Work instructions:
From the data below, copy out every line in which the word "impl" occurs.

Provided data:
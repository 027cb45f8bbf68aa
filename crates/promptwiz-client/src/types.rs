//! Wire types for the evaluate endpoint.

use serde::{Deserialize, Serialize};
use serde_json::{Map, Value};

use crate::error::ServiceError;
use crate::query::Query;

/// Body of `POST /api/v{version}/evaluate/`.
#[derive(Debug, Clone, PartialEq, Serialize)]
pub struct EvaluateRequest {
    #[serde(rename = "apiKey")]
    pub api_key: String,

    #[serde(rename = "querySet")]
    pub query_set: Vec<Map<String, Value>>,

    /// Left out entirely when the caller did not choose.
    #[serde(rename = "acceptPartial", skip_serializing_if = "Option::is_none")]
    pub accept_partial: Option<bool>,
}

impl EvaluateRequest {
    pub fn new(api_key: impl Into<String>, queries: &[Query], accept_partial: Option<bool>) -> Self {
        Self {
            api_key: api_key.into(),
            query_set: queries.iter().map(Query::as_payload).collect(),
            accept_partial,
        }
    }
}

/// Response body as sent by the service. Both keys are optional and their
/// shape is checked after decoding, so one odd field cannot hide the other.
#[derive(Debug, Deserialize)]
pub(crate) struct EvaluateResponse {
    #[serde(rename = "resultSet", default)]
    pub result_set: Option<Value>,

    #[serde(default)]
    pub errors: Option<Value>,
}

/// Outcome of an evaluate call.
#[derive(Debug, Clone, PartialEq, Serialize)]
pub struct Evaluation {
    /// Results, correlated to queries by `linkId` rather than position.
    #[serde(rename = "resultSet")]
    pub result_set: Vec<Value>,

    /// Errors reported by the service; `None` when it reported none.
    pub errors: Option<Vec<ServiceError>>,

    /// HTTP status code of the response.
    #[serde(rename = "statusCode")]
    pub status_code: u16,
}

impl Evaluation {
    pub fn service_errors(&self) -> &[ServiceError] {
        self.errors.as_deref().unwrap_or_default()
    }

    /// 2xx and no errors.
    pub fn is_success(&self) -> bool {
        (200..300).contains(&self.status_code) && self.service_errors().is_empty()
    }
}
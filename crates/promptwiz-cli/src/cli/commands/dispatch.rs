use super::super::args::*;
use crate::exit_codes::SUCCESS;

pub async fn dispatch(cli: Cli) -> anyhow::Result<i32> {
    match cli.cmd {
        Command::Evaluate(args) => super::evaluate::run(args).await,
        Command::Version => {
            println!("{}", env!("CARGO_PKG_VERSION"));
            Ok(SUCCESS)
        }
    }
}
//! Client for the PromptWiz prompt evaluation API.
//!
//! This crate provides:
//!
//! - [`Query`], one prompt evaluation request unit
//! - [`PromptWizClient`], which posts a query set to the evaluate endpoint
//! - In-band decoding of the response into an [`Evaluation`]
//!
//! # Quick Start
//!
//! ```no_run
//! use promptwiz_client::{ClientConfig, EvaluateOptions, PromptWizClient, Query};
//!
//! # async fn example() -> Result<(), promptwiz_client::ClientError> {
//! let client = PromptWizClient::new(ClientConfig::default().with_api_key("my-key"))?;
//!
//! let queries = vec![
//!     Query::new(42).with_arg("topic", "rust").with_link_id("q-1"),
//! ];
//! let evaluation = client.evaluate(&queries, EvaluateOptions::default()).await?;
//!
//! for error in evaluation.service_errors() {
//!     eprintln!("{}: {}", error.code, error.description);
//! }
//! println!("{} results ({})", evaluation.result_set.len(), evaluation.status_code);
//! # Ok(())
//! # }
//! ```
//!
//! # Errors
//!
//! Errors reported by the service, and responses that could not be parsed,
//! are returned in-band in [`Evaluation::errors`] together with the HTTP
//! status code. Only transport failures and configuration problems surface
//! as [`ClientError`].
//!
//! # Configuration
//!
//! | Environment Variable | Description |
//! |---------------------|-------------|
//! | `PROMPTWIZ_API_KEY` | Default API key (default: empty) |
//! | `PROMPTWIZ_URL` | Service base URL (default: `https://promptwiz.co.uk`) |
//! | `PROMPTWIZ_API_VERSION` | API version (default: `0.1`) |
//! | `PROMPTWIZ_TIMEOUT` | Request timeout in seconds (default: none) |

pub mod client;
pub mod config;
pub mod error;
pub mod query;
pub mod types;

// Re-export main types
pub use client::{EvaluateOptions, PromptWizClient, CLIENT_USER_AGENT};
pub use config::{
    ApiVersion, ClientConfig, DEFAULT_API_VERSION, DEFAULT_PROMPT_WIZ_URL, SUPPORTED_API_VERSIONS,
};
pub use error::{ClientError, ClientResult, ServiceError, UNKNOWN_RESPONSE};
pub use query::{LinkId, Query};
pub use types::{EvaluateRequest, Evaluation};
//! Pure helpers: credential selection and response decoding (no HTTP).

use serde_json::Value;

use crate::error::ServiceError;
use crate::types::{EvaluateResponse, Evaluation};

/// Per-call override, else the configured key, else empty.
pub(crate) fn resolve_api_key<'a>(override_key: Option<&'a str>, configured: &'a str) -> &'a str {
    override_key.filter(|k| !k.is_empty()).unwrap_or(configured)
}

/// Decode a response body into an [`Evaluation`].
///
/// Never fails. A body that is not a JSON object yields an empty result set
/// and a single `UNKNOWN_RESPONSE` error. Otherwise error entries are kept
/// whatever their shape; a `resultSet` that is not an array is replaced by
/// an empty one plus an `UNKNOWN_RESPONSE` entry quoting it, next to the
/// errors the service sent.
pub(crate) fn decode_response(body: &str, status_code: u16) -> Evaluation {
    let payload = match serde_json::from_str::<EvaluateResponse>(body) {
        Ok(payload) => payload,
        Err(err) => {
            return Evaluation {
                result_set: Vec::new(),
                errors: Some(vec![ServiceError::unknown_response(err, body)]),
                status_code,
            }
        }
    };

    let mut errors = payload.errors.map(|errors| match errors {
        Value::Array(entries) => entries.into_iter().map(ServiceError::from).collect(),
        single => vec![ServiceError::from(single)],
    });

    let result_set = match payload.result_set {
        None => Vec::new(),
        Some(Value::Array(results)) => results,
        Some(other) => {
            errors
                .get_or_insert_with(Vec::new)
                .push(ServiceError::unknown_response(
                    "resultSet is not an array",
                    &other.to_string(),
                ));
            Vec::new()
        }
    };

    Evaluation {
        result_set,
        errors,
        status_code,
    }
}

#[cfg(test)]
mod tests {
    use super::*;
    use serde_json::json;

    #[test]
    fn test_resolve_api_key() {
        assert_eq!(resolve_api_key(Some("override"), "configured"), "override");
        assert_eq!(resolve_api_key(None, "configured"), "configured");
        assert_eq!(resolve_api_key(Some(""), "configured"), "configured");
        assert_eq!(resolve_api_key(None, ""), "");
    }

    #[test]
    fn test_decode_result_set() {
        let evaluation = decode_response(r#"{"resultSet":[{"text":"hi"}]}"#, 200);
        assert_eq!(evaluation.result_set, vec![json!({ "text": "hi" })]);
        assert_eq!(evaluation.errors, None);
        assert_eq!(evaluation.status_code, 200);
    }

    #[test]
    fn test_decode_missing_keys_default() {
        let evaluation = decode_response("{}", 204);
        assert!(evaluation.result_set.is_empty());
        assert!(evaluation.errors.is_none());
        assert_eq!(evaluation.status_code, 204);
    }

    #[test]
    fn test_decode_null_result_set() {
        let evaluation = decode_response(r#"{"resultSet":null,"errors":null}"#, 200);
        assert!(evaluation.result_set.is_empty());
        assert!(evaluation.errors.is_none());
    }

    #[test]
    fn test_decode_passes_errors_through() {
        let body = r#"{"resultSet":[],"errors":[{"code":"INVALID_API_KEY","description":"bad key"}]}"#;
        let evaluation = decode_response(body, 401);

        let errors = evaluation.errors.expect("errors present");
        assert_eq!(errors, vec![ServiceError::new("INVALID_API_KEY", "bad key")]);
        assert_eq!(evaluation.status_code, 401);
    }

    #[test]
    fn test_decode_ignores_unknown_keys() {
        let evaluation = decode_response(r#"{"resultSet":[1,2],"requestId":"abc"}"#, 200);
        assert_eq!(evaluation.result_set, vec![json!(1), json!(2)]);
    }

    #[test]
    fn test_decode_non_json_body() {
        let evaluation = decode_response("<html>error</html>", 500);

        assert!(evaluation.result_set.is_empty());
        assert_eq!(evaluation.status_code, 500);

        let errors = evaluation.errors.expect("synthetic error");
        assert_eq!(errors.len(), 1);
        assert_eq!(errors[0].code, "UNKNOWN_RESPONSE");
        assert!(errors[0]
            .description
            .starts_with("Could not parse the response: "));
        assert!(errors[0].description.ends_with("\n<html>error</html>"));
    }

    #[test]
    fn test_decode_non_object_body() {
        let evaluation = decode_response("[1, 2, 3]", 200);
        assert!(evaluation.result_set.is_empty());
        assert!(evaluation.service_errors()[0].is_unknown_response());
    }

    #[test]
    fn test_decode_non_array_result_set_keeps_errors() {
        let body = r#"{"resultSet":"nope","errors":[{"code":"LIMIT","description":"slow down"}]}"#;
        let evaluation = decode_response(body, 200);

        assert!(evaluation.result_set.is_empty());
        let errors = evaluation.service_errors();
        assert_eq!(errors.len(), 2);
        assert_eq!(errors[0], ServiceError::new("LIMIT", "slow down"));
        assert!(errors[1].is_unknown_response());
        assert!(errors[1].description.ends_with("\n\"nope\""));
    }

    #[test]
    fn test_decode_numeric_error_code_keeps_results() {
        let body = r#"{"resultSet":[{"text":"hi"}],"errors":[{"code":42,"description":"x"}]}"#;
        let evaluation = decode_response(body, 200);

        assert_eq!(evaluation.result_set, vec![json!({ "text": "hi" })]);
        let errors = evaluation.service_errors();
        assert_eq!(errors.len(), 1);
        assert_eq!(errors[0].code, "42");
        assert_eq!(errors[0].description, "x");
        assert_eq!(errors[0].raw(), &json!({ "code": 42, "description": "x" }));
    }

    #[test]
    fn test_decode_null_error_description_keeps_results() {
        let body = r#"{"resultSet":[{"text":"hi"}],"errors":[{"code":42,"description":null}]}"#;
        let evaluation = decode_response(body, 200);

        assert_eq!(evaluation.result_set, vec![json!({ "text": "hi" })]);
        let errors = evaluation.service_errors();
        assert_eq!(errors[0].code, "42");
        assert_eq!(errors[0].description, "");
        assert!(!errors[0].is_unknown_response());
    }

    #[test]
    fn test_decode_string_error_entry_keeps_results() {
        let body = r#"{"resultSet":[{"text":"hi"}],"errors":["quota exceeded"]}"#;
        let evaluation = decode_response(body, 429);

        assert_eq!(evaluation.result_set, vec![json!({ "text": "hi" })]);
        assert_eq!(evaluation.status_code, 429);
        let errors = evaluation.service_errors();
        assert_eq!(errors.len(), 1);
        assert_eq!(errors[0].description, "quota exceeded");
        assert_eq!(errors[0].raw(), &json!("quota exceeded"));
    }

    #[test]
    fn test_decode_single_error_object() {
        let body = r#"{"errors":{"code":"DOWN","description":"maintenance"}}"#;
        let evaluation = decode_response(body, 503);

        assert!(evaluation.result_set.is_empty());
        assert_eq!(
            evaluation.service_errors(),
            &[ServiceError::new("DOWN", "maintenance")]
        );
    }

    #[test]
    fn test_decode_empty_body() {
        let evaluation = decode_response("", 502);
        assert_eq!(evaluation.status_code, 502);
        assert!(evaluation.service_errors()[0].is_unknown_response());
    }
}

Solution for this task:
impl EvaluateRequest {
    pub fn new(api_key: impl Into<String>, queries: &[Query], accept_partial: Option<bool>) -> Self {
impl Evaluation {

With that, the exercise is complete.